Saved data entries:
________________________

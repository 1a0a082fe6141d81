//! Investigator Builder - command line driver
//!
//! Usage: `investigator-builder [NAME] [AGE] [OCCUPATION]`
//!
//! Restores the saved investigator (or rolls a new one), applies the given
//! name, age and occupation, spends what is left of the age deduction and the
//! occupation skill points, fills any missing backstory, saves, and prints the
//! character sheet as JSON.

use std::sync::Arc;

use anyhow::{bail, Context, Result};
use tracing_subscriber::{layer::SubscriberExt, util::SubscriberInitExt};

use investigator_builder::application::services::{CharacterService, CharacterServiceImpl};
use investigator_builder::domain::entities::CREDIT_RATING;
use investigator_builder::infrastructure::config::AppConfig;
use investigator_builder::infrastructure::persistence::JsonFileStorage;
use investigator_builder::infrastructure::random::ThreadRngAdapter;
use investigator_builder::infrastructure::reference_data;

/// Highest total the driver raises a skill to when spending points
const SKILL_SPEND_CAP: i32 = 70;
const SKILL_SPEND_STEP: i32 = 10;

fn main() -> Result<()> {
    // Load environment variables from .env file
    dotenvy::dotenv().ok();

    let config = AppConfig::from_env()?;

    // Initialize logging
    tracing_subscriber::registry()
        .with(
            tracing_subscriber::EnvFilter::try_from_default_env()
                .unwrap_or_else(|_| config.log_filter.clone().into()),
        )
        .with(tracing_subscriber::fmt::layer().with_writer(std::io::stderr))
        .init();

    tracing::info!("Starting Investigator Builder");
    tracing::info!("  Storage: {}", config.storage_dir.display());
    tracing::info!("  Slot: {}", config.save_slot);

    let reference = match &config.reference_data_dir {
        Some(dir) => reference_data::from_dir(dir),
        None => reference_data::builtin(),
    }
    .context("Failed to load reference data")?;

    let storage = JsonFileStorage::new(&config.storage_dir)
        .with_context(|| format!("Cannot open {}", config.storage_dir.display()))?;

    let mut service = CharacterServiceImpl::new(
        Arc::new(ThreadRngAdapter::new()),
        Arc::new(reference),
        Arc::new(storage),
    )
    .with_save_slot(config.save_slot.clone());

    if !service.load().context("Failed to load saved character")? {
        service.create_new_character();
    }

    let mut args = std::env::args().skip(1);
    if let Some(name) = args.next() {
        service.set_name(&name);
    }
    if let Some(age) = args.next() {
        let age: u32 = age
            .parse()
            .with_context(|| format!("AGE must be a whole number, got {age:?}"))?;
        service.set_age(age);
    }
    if let Some(occupation) = args.next() {
        if !service.select_occupation(&occupation) {
            bail!("Unknown occupation {occupation:?}");
        }
    }

    settle_age_deduction(&mut service);
    spend_skill_points(&mut service);
    if !service.is_backstory_complete() && !service.randomize_full_backstory() {
        tracing::warn!("Some backstory tables are empty");
    }

    service.save().context("Failed to save character")?;

    let sheet = service
        .character_sheet()
        .context("No character to print")?;
    println!("{}", serde_json::to_string_pretty(&sheet)?);
    Ok(())
}

/// Spread the remaining age deduction one point at a time over its stats
fn settle_age_deduction(service: &mut CharacterServiceImpl) {
    let Some(stats) = service.pending_deduction().map(|p| p.stats.clone()) else {
        return;
    };
    loop {
        let moved: i32 = stats
            .iter()
            .map(|stat| {
                let settled = service.pending_deduction().map_or(true, |p| p.is_settled());
                if settled {
                    0
                } else {
                    service.apply_stat_deduction(*stat, 1)
                }
            })
            .sum();
        if moved == 0 {
            break;
        }
    }
}

/// Raise occupational skills in even steps until the pool runs dry
fn spend_skill_points(service: &mut CharacterServiceImpl) {
    let Some(character) = service.current() else {
        return;
    };
    let targets: Vec<String> = character
        .skills
        .iter()
        .filter(|s| s.occupational_skill && !s.is_derived() && s.name != CREDIT_RATING)
        .map(|s| s.name.clone())
        .collect();

    loop {
        let mut spent = false;
        for name in &targets {
            let Some(character) = service.current() else {
                return;
            };
            let remaining = character.remaining_skill_points;
            let room = character
                .skill(name)
                .map_or(0, |s| SKILL_SPEND_CAP - s.total);
            let points = SKILL_SPEND_STEP.min(remaining).min(room);
            if points > 0 && service.allocate_skill_points(name, points) {
                spent = true;
            }
        }
        if !spent {
            break;
        }
    }
}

________________________

- What you should do:
The string "AppConfig" may appear in the entries. Say how many lines contain it, as a bare number.

- Exercise solution:
2